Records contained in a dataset

-*-

//! The Adobe Standard Encoding.
//!
//! Seac composition addresses its base and accent components as character
//! codes in this encoding; the interpreter maps them to glyph names and
//! resolves the names through the program environment.

/// Glyph name for `code` in the Adobe Standard Encoding, or `None` for an
/// unencoded position.
pub fn standard_encoding(code: i32) -> Option<&'static str> {
    usize::try_from(code)
        .ok()
        .and_then(|i| STANDARD_ENCODING.get(i))
        .copied()
        .flatten()
}

/// The Adobe Standard Encoding vector. Unencoded positions are `None`.
pub static STANDARD_ENCODING: [Option<&str>; 256] = {
    let mut table: [Option<&str>; 256] = [None; 256];
    table[32] = Some("space");
    table[33] = Some("exclam");
    table[34] = Some("quotedbl");
    table[35] = Some("numbersign");
    table[36] = Some("dollar");
    table[37] = Some("percent");
    table[38] = Some("ampersand");
    table[39] = Some("quoteright");
    table[40] = Some("parenleft");
    table[41] = Some("parenright");
    table[42] = Some("asterisk");
    table[43] = Some("plus");
    table[44] = Some("comma");
    table[45] = Some("hyphen");
    table[46] = Some("period");
    table[47] = Some("slash");
    table[48] = Some("zero");
    table[49] = Some("one");
    table[50] = Some("two");
    table[51] = Some("three");
    table[52] = Some("four");
    table[53] = Some("five");
    table[54] = Some("six");
    table[55] = Some("seven");
    table[56] = Some("eight");
    table[57] = Some("nine");
    table[58] = Some("colon");
    table[59] = Some("semicolon");
    table[60] = Some("less");
    table[61] = Some("equal");
    table[62] = Some("greater");
    table[63] = Some("question");
    table[64] = Some("at");
    table[65] = Some("A");
    table[66] = Some("B");
    table[67] = Some("C");
    table[68] = Some("D");
    table[69] = Some("E");
    table[70] = Some("F");
    table[71] = Some("G");
    table[72] = Some("H");
    table[73] = Some("I");
    table[74] = Some("J");
    table[75] = Some("K");
    table[76] = Some("L");
    table[77] = Some("M");
    table[78] = Some("N");
    table[79] = Some("O");
    table[80] = Some("P");
    table[81] = Some("Q");
    table[82] = Some("R");
    table[83] = Some("S");
    table[84] = Some("T");
    table[85] = Some("U");
    table[86] = Some("V");
    table[87] = Some("W");
    table[88] = Some("X");
    table[89] = Some("Y");
    table[90] = Some("Z");
    table[91] = Some("bracketleft");
    table[92] = Some("backslash");
    table[93] = Some("bracketright");
    table[94] = Some("asciicircum");
    table[95] = Some("underscore");
    table[96] = Some("quoteleft");
    table[97] = Some("a");
    table[98] = Some("b");
    table[99] = Some("c");
    table[100] = Some("d");
    table[101] = Some("e");
    table[102] = Some("f");
    table[103] = Some("g");
    table[104] = Some("h");
    table[105] = Some("i");
    table[106] = Some("j");
    table[107] = Some("k");
    table[108] = Some("l");
    table[109] = Some("m");
    table[110] = Some("n");
    table[111] = Some("o");
    table[112] = Some("p");
    table[113] = Some("q");
    table[114] = Some("r");
    table[115] = Some("s");
    table[116] = Some("t");
    table[117] = Some("u");
    table[118] = Some("v");
    table[119] = Some("w");
    table[120] = Some("x");
    table[121] = Some("y");
    table[122] = Some("z");
    table[123] = Some("braceleft");
    table[124] = Some("bar");
    table[125] = Some("braceright");
    table[126] = Some("asciitilde");
    table[161] = Some("exclamdown");
    table[162] = Some("cent");
    table[163] = Some("sterling");
    table[164] = Some("fraction");
    table[165] = Some("yen");
    table[166] = Some("florin");
    table[167] = Some("section");
    table[168] = Some("currency");
    table[169] = Some("quotesingle");
    table[170] = Some("quotedblleft");
    table[171] = Some("guillemotleft");
    table[172] = Some("guilsinglleft");
    table[173] = Some("guilsinglright");
    table[174] = Some("fi");
    table[175] = Some("fl");
    table[177] = Some("endash");
    table[178] = Some("dagger");
    table[179] = Some("daggerdbl");
    table[180] = Some("periodcentered");
    table[182] = Some("paragraph");
    table[183] = Some("bullet");
    table[184] = Some("quotesinglbase");
    table[185] = Some("quotedblbase");
    table[186] = Some("quotedblright");
    table[187] = Some("guillemotright");
    table[188] = Some("ellipsis");
    table[189] = Some("perthousand");
    table[191] = Some("questiondown");
    table[193] = Some("grave");
    table[194] = Some("acute");
    table[195] = Some("circumflex");
    table[196] = Some("tilde");
    table[197] = Some("macron");
    table[198] = Some("breve");
    table[199] = Some("dotaccent");
    table[200] = Some("dieresis");
    table[202] = Some("ring");
    table[203] = Some("cedilla");
    table[205] = Some("hungarumlaut");
    table[206] = Some("ogonek");
    table[207] = Some("caron");
    table[208] = Some("emdash");
    table[225] = Some("AE");
    table[227] = Some("ordfeminine");
    table[232] = Some("Lslash");
    table[233] = Some("Oslash");
    table[234] = Some("OE");
    table[235] = Some("ordmasculine");
    table[241] = Some("ae");
    table[245] = Some("dotlessi");
    table[248] = Some("lslash");
    table[249] = Some("oslash");
    table[250] = Some("oe");
    table[251] = Some("germandbls");
    table
};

-*-

## [HOW TO COMPLETE THIS TASK]
Repeat each entry word for word.

## [OUTPUT]
//! The Adobe Standard Encoding.
//!
//! Seac composition addresses its base and accent components as character
//! codes in this encoding; the interpreter maps them to glyph names and
//! resolves the names through the program environment.

/// Glyph name for `code` in the Adobe Standard Encoding, or `None` for an
/// unencoded position.
pub fn standard_encoding(code: i32) -> Option<&'static str> {
    usize::try_from(code)
        .ok()
        .and_then(|i| STANDARD_ENCODING.get(i))
        .copied()
        .flatten()
}

/// The Adobe Standard Encoding vector. Unencoded positions are `None`.
pub static STANDARD_ENCODING: [Option<&str>; 256] = {
    let mut table: [Option<&str>; 256] = [None; 256];
    table[32] = Some("space");
    table[33] = Some("exclam");
    table[34] = Some("quotedbl");
    table[35] = Some("numbersign");
    table[36] = Some("dollar");
    table[37] = Some("percent");
    table[38] = Some("ampersand");
    table[39] = Some("quoteright");
    table[40] = Some("parenleft");
    table[41] = Some("parenright");
    table[42] = Some("asterisk");
    table[43] = Some("plus");
    table[44] = Some("comma");
    table[45] = Some("hyphen");
    table[46] = Some("period");
    table[47] = Some("slash");
    table[48] = Some("zero");
    table[49] = Some("one");
    table[50] = Some("two");
    table[51] = Some("three");
    table[52] = Some("four");
    table[53] = Some("five");
    table[54] = Some("six");
    table[55] = Some("seven");
    table[56] = Some("eight");
    table[57] = Some("nine");
    table[58] = Some("colon");
    table[59] = Some("semicolon");
    table[60] = Some("less");
    table[61] = Some("equal");
    table[62] = Some("greater");
    table[63] = Some("question");
    table[64] = Some("at");
    table[65] = Some("A");
    table[66] = Some("B");
    table[67] = Some("C");
    table[68] = Some("D");
    table[69] = Some("E");
    table[70] = Some("F");
    table[71] = Some("G");
    table[72] = Some("H");
    table[73] = Some("I");
    table[74] = Some("J");
    table[75] = Some("K");
    table[76] = Some("L");
    table[77] = Some("M");
    table[78] = Some("N");
    table[79] = Some("O");
    table[80] = Some("P");
    table[81] = Some("Q");
    table[82] = Some("R");
    table[83] = Some("S");
    table[84] = Some("T");
    table[85] = Some("U");
    table[86] = Some("V");
    table[87] = Some("W");
    table[88] = Some("X");
    table[89] = Some("Y");
    table[90] = Some("Z");
    table[91] = Some("bracketleft");
    table[92] = Some("backslash");
    table[93] = Some("bracketright");
    table[94] = Some("asciicircum");
    table[95] = Some("underscore");
    table[96] = Some("quoteleft");
    table[97] = Some("a");
    table[98] = Some("b");
    table[99] = Some("c");
    table[100] = Some("d");
    table[101] = Some("e");
    table[102] = Some("f");
    table[103] = Some("g");
    table[104] = Some("h");
    table[105] = Some("i");
    table[106] = Some("j");
    table[107] = Some("k");
    table[108] = Some("l");
    table[109] = Some("m");
    table[110] = Some("n");
    table[111] = Some("o");
    table[112] = Some("p");
    table[113] = Some("q");
    table[114] = Some("r");
    table[115] = Some("s");
    table[116] = Some("t");
    table[117] = Some("u");
    table[118] = Some("v");
    table[119] = Some("w");
    table[120] = Some("x");
    table[121] = Some("y");
    table[122] = Some("z");
    table[123] = Some("braceleft");
    table[124] = Some("bar");
    table[125] = Some("braceright");
    table[126] = Some("asciitilde");
    table[161] = Some("exclamdown");
    table[162] = Some("cent");
    table[163] = Some("sterling");
    table[164] = Some("fraction");
    table[165] = Some("yen");
    table[166] = Some("florin");
    table[167] = Some("section");
    table[168] = Some("currency");
    table[169] = Some("quotesingle");
    table[170] = Some("quotedblleft");
    table[171] = Some("guillemotleft");
    table[172] = Some("guilsinglleft");
    table[173] = Some("guilsinglright");
    table[174] = Some("fi");
    table[175] = Some("fl");
    table[177] = Some("endash");
    table[178] = Some("dagger");
    table[179] = Some("daggerdbl");
    table[180] = Some("periodcentered");
    table[182] = Some("paragraph");
    table[183] = Some("bullet");
    table[184] = Some("quotesinglbase");
    table[185] = Some("quotedblbase");
    table[186] = Some("quotedblright");
    table[187] = Some("guillemotright");
    table[188] = Some("ellipsis");
    table[189] = Some("perthousand");
    table[191] = Some("questiondown");
    table[193] = Some("grave");
    table[194] = Some("acute");
    table[195] = Some("circumflex");
    table[196] = Some("tilde");
    table[197] = Some("macron");
    table[198] = Some("breve");
    table[199] = Some("dotaccent");
    table[200] = Some("dieresis");
    table[202] = Some("ring");
    table[203] = Some("cedilla");
    table[205] = Some("hungarumlaut");
    table[206] = Some("ogonek");
    table[207] = Some("caron");
    table[208] = Some("emdash");
    table[225] = Some("AE");
    table[227] = Some("ordfeminine");
    table[232] = Some("Lslash");
    table[233] = Some("Oslash");
    table[234] = Some("OE");
    table[235] = Some("ordmasculine");
    table[241] = Some("ae");
    table[245] = Some("dotlessi");
    table[248] = Some("lslash");
    table[249] = Some("oslash");
    table[250] = Some("oe");
    table[251] = Some("germandbls");
    table
};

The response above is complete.